10) Quelle est la meilleure chose à faire quand des timeouts surviennent en cours de sauvegarde ?
Arrêtez de lancer de nouveaux jobs de sauvegarde. Réduisez la charge pendant que vous diagnostiquer. Puis confirmez si le problème est des retrans/drops (réseau) ou un stall disque/CPU (serveur).
Conclusion : prochaines étapes qui survivent au contact avec la production
Si Proxmox subit des délais sur NFS, ne le traitez pas comme une chasse aux options de montage. Les options comptent, mais elles ne sont pas la cause racine.
Servez‑vous en pour façonner le comportement en cas de panne : moins de tempêtes, signaux plus clairs, sémantiques plus sûres.
Prochaines étapes pratiques :
- Verrouillez une baseline de montage stable :
vers=4.1,proto=tcp,hard,timeo=600,retrans=2,noatime,nodiratime, plus desrsize/wsizesensés. - Exécutez le playbook de diagnostic rapide lors du prochain incident : confirmez l’état D, confirmez les retrans, vérifiez les drops/MTU, puis vérifiez la latence serveur.
- Limitez la concurrence des sauvegardes et évitez de chevaucher les maintenances serveur lourdes avec les fenêtres de sauvegarde.

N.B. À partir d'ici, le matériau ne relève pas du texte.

//! Maps selected report cells back to the key and age predicates that
//! produced them.

use std::collections::HashSet;

use serde::{Deserialize, Serialize};

use super::converter::DayOffsetConverter;
use super::types::{AgeRange, Report};
use crate::error::{Error, Result};

/// A (row, column) cell picked from a rendered report.
#[derive(Debug, Clone, PartialEq, Eq, Hash, Serialize, Deserialize)]
pub struct SelectedItem {
    pub key_path: Vec<String>,
    pub column: usize,
}

impl SelectedItem {
    pub fn new<S: Into<String>>(key_path: impl IntoIterator<Item = S>, column: usize) -> Self {
        Self {
            key_path: key_path.into_iter().map(Into::into).collect(),
            column,
        }
    }
}

/// A selection expressed as a key prefix plus the calendar ages that belong
/// to the selected cell.
#[derive(Debug, Clone, PartialEq, Eq, Serialize)]
pub struct ResolvedSelection {
    pub key_path: Vec<String>,
    pub column: usize,
    /// Disjoint, ascending. Empty if no calendar age lands in the cell.
    pub ages: Vec<AgeRange>,
}

impl ResolvedSelection {
    /// Every literal calendar age, or `None` if a range is unbounded.
    pub fn literal_ages(&self) -> Option<Vec<i32>> {
        let mut ages = Vec::new();
        for range in &self.ages {
            ages.extend(range.literal_ages()?);
        }
        Some(ages)
    }
}

/// Resolve `selections` against the report they were taken from.
///
/// Working-day reports need the converter the report was aggregated with.
/// Duplicate selections are resolved once.
pub fn resolve(
    report: &Report,
    selections: &[SelectedItem],
    converter: Option<&DayOffsetConverter>,
) -> Result<Vec<ResolvedSelection>> {
    let converter = if report.working_days {
        let converter = converter
            .ok_or_else(|| Error::invalid("working-day report needs a day offset converter"))?;
        if converter.reference_date() != report.reference_date {
            return Err(Error::invalid(format!(
                "converter built for {} cannot resolve a report for {}",
                converter.reference_date(),
                report.reference_date
            )));
        }
        if report.converter != Some(converter.key()) {
            return Err(Error::invalid(
                "converter does not match the one the report was built with",
            ));
        }
        Some(converter)
    } else {
        None
    };

    let mut seen = HashSet::new();
    let mut resolved = Vec::new();
    for selection in selections {
        if !seen.insert(selection) {
            continue;
        }
        let header = report.column_headers.get(selection.column).ok_or_else(|| {
            Error::invalid(format!(
                "column {} out of range, report has {} columns",
                selection.column,
                report.column_headers.len()
            ))
        })?;
        if report.row(&selection.key_path).is_none() {
            return Err(Error::invalid(format!(
                "row {:?} is not part of the report",
                selection.key_path
            )));
        }

        let ages = match converter {
            Some(c) => c.days_for_working_day_interval(header.lower(), header.upper()),
            None => vec![AgeRange::of_header(header)],
        };
        resolved.push(ResolvedSelection {
            key_path: selection.key_path.clone(),
            column: selection.column,
            ages,
        });
    }

    log::debug!(
        "Resolved {} selection(s) against {} report",
        resolved.len(),
        report.kind
    );
    Ok(resolved)
}

#[cfg(test)]
mod tests {
    use chrono::NaiveDate;

    use super::*;
    use crate::calendar::HolidayCalendar;
    use crate::report::aggregator::aggregate;
    use crate::report::header::{parse_columns, ColumnHeader};
    use crate::report::types::{AgeSample, ReportKind};

    fn friday() -> NaiveDate {
        NaiveDate::from_ymd_opt(2025, 1, 10).unwrap()
    }

    fn headers() -> Vec<ColumnHeader> {
        parse_columns("..0,0,1..5,5..").unwrap()
    }

    fn samples() -> Vec<AgeSample> {
        vec![
            AgeSample::new(["L1", "A1"], Some(0), 2),
            AgeSample::new(["L1", "A2"], Some(3), 1),
            AgeSample::new(["L2", "A1"], Some(8), 4),
        ]
    }

    fn calendar_report() -> Report {
        aggregate(
            ReportKind::DetailedClassification,
            samples(),
            &headers(),
            None,
            friday(),
        )
        .unwrap()
    }

    fn converter() -> DayOffsetConverter {
        DayOffsetConverter::initialize(&headers(), friday(), &HolidayCalendar::new()).unwrap()
    }

    #[test]
    fn test_calendar_days_use_header_interval() {
        let report = calendar_report();
        let resolved = resolve(
            &report,
            &[SelectedItem::new(["L1"], 2), SelectedItem::new(["L2", "A1"], 3)],
            None,
        )
        .unwrap();
        assert_eq!(resolved.len(), 2);
        assert_eq!(resolved[0].ages, vec![AgeRange::new(Some(1), Some(5))]);
        assert_eq!(resolved[0].literal_ages(), Some(vec![1, 2, 3, 4]));
        assert_eq!(resolved[1].ages, vec![AgeRange::new(Some(5), None)]);
        assert_eq!(resolved[1].literal_ages(), None);
    }

    #[test]
    fn test_working_days_expand_weekend() {
        let c = converter();
        let report = aggregate(
            ReportKind::DetailedClassification,
            samples(),
            &headers(),
            Some(&c),
            friday(),
        )
        .unwrap();
        let resolved = resolve(&report, &[SelectedItem::new(["L1"], 1)], Some(&c)).unwrap();
        // Working day 0 on a Friday covers Friday, Saturday and Sunday.
        assert_eq!(resolved[0].literal_ages(), Some(vec![0, 1, 2]));

        let resolved = resolve(&report, &[SelectedItem::new(["L1"], 2)], Some(&c)).unwrap();
        assert_eq!(resolved[0].ages, vec![AgeRange::new(Some(3), Some(7))]);
    }

    #[test]
    fn test_resolved_ages_match_cells() {
        let c = converter();
        let many: Vec<AgeSample> = (-20..20)
            .map(|age| AgeSample::new(["WB1"], Some(age), 1))
            .collect();
        let report =
            aggregate(ReportKind::Workbasket, many, &headers(), Some(&c), friday()).unwrap();
        let row = report.row(&["WB1"]).unwrap();
        for column in 0..headers().len() {
            let resolved =
                resolve(&report, &[SelectedItem::new(["WB1"], column)], Some(&c)).unwrap();
            let matching = (-20..20)
                .filter(|age| resolved[0].ages.iter().any(|r| r.contains(*age)))
                .count() as u64;
            assert_eq!(matching, row.cells[column], "column {column}");
        }
    }

    #[test]
    fn test_duplicates_collapse() {
        let report = calendar_report();
        let resolved = resolve(
            &report,
            &[
                SelectedItem::new(["L1"], 1),
                SelectedItem::new(["L1"], 1),
                SelectedItem::new(["L1"], 2),
            ],
            None,
        )
        .unwrap();
        assert_eq!(resolved.len(), 2);
    }

    #[test]
    fn test_invalid_selections() {
        let report = calendar_report();
        let out_of_range = resolve(&report, &[SelectedItem::new(["L1"], 4)], None);
        assert!(matches!(out_of_range, Err(Error::InvalidArgument(_))));

        let unknown = resolve(&report, &[SelectedItem::new(["L9"], 0)], None);
        assert!(matches!(unknown, Err(Error::InvalidArgument(_))));

        let partial = resolve(
            &report,
            &[SelectedItem::new(["L1"], 0), SelectedItem::new(["L9"], 0)],
            None,
        );
        assert!(partial.is_err());
    }

    #[test]
    fn test_working_day_report_needs_matching_converter() {
        let c = converter();
        let report = aggregate(
            ReportKind::DetailedClassification,
            samples(),
            &headers(),
            Some(&c),
            friday(),
        )
        .unwrap();
        let missing = resolve(&report, &[SelectedItem::new(["L1"], 0)], None);
        assert!(matches!(missing, Err(Error::InvalidArgument(_))));

        let other_day = DayOffsetConverter::initialize(
            &headers(),
            NaiveDate::from_ymd_opt(2025, 1, 13).unwrap(),
            &HolidayCalendar::new(),
        )
        .unwrap();
        let stale = resolve(&report, &[SelectedItem::new(["L1"], 0)], Some(&other_day));
        assert!(matches!(stale, Err(Error::InvalidArgument(_))));

        let wider = DayOffsetConverter::initialize(
            &parse_columns("..-5,-5..0,0..10,10..").unwrap(),
            friday(),
            &HolidayCalendar::new(),
        )
        .unwrap();
        let mismatched = resolve(&report, &[SelectedItem::new(["L1"], 0)], Some(&wider));
        assert!(matches!(mismatched, Err(Error::InvalidArgument(_))));
    }
}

- Instrumentez les retrans et les drops d’interface en tant que métriques de première classe. Si vous ne voyez pas la montée des retrans, vous déboguez à l’aveugle.
- Quand vous avez besoin de plus de performance, ajoutez de la capacité ou corrigez la topologie avant d’ajouter des astuces comme du caching agressif ou un
nconnectélevé.
NFS peut être stable sur Proxmox. Il faut juste des adultes dans la pièce : des sémantiques conservatrices, un tunage mesuré et un réseau qui n’improvise pas.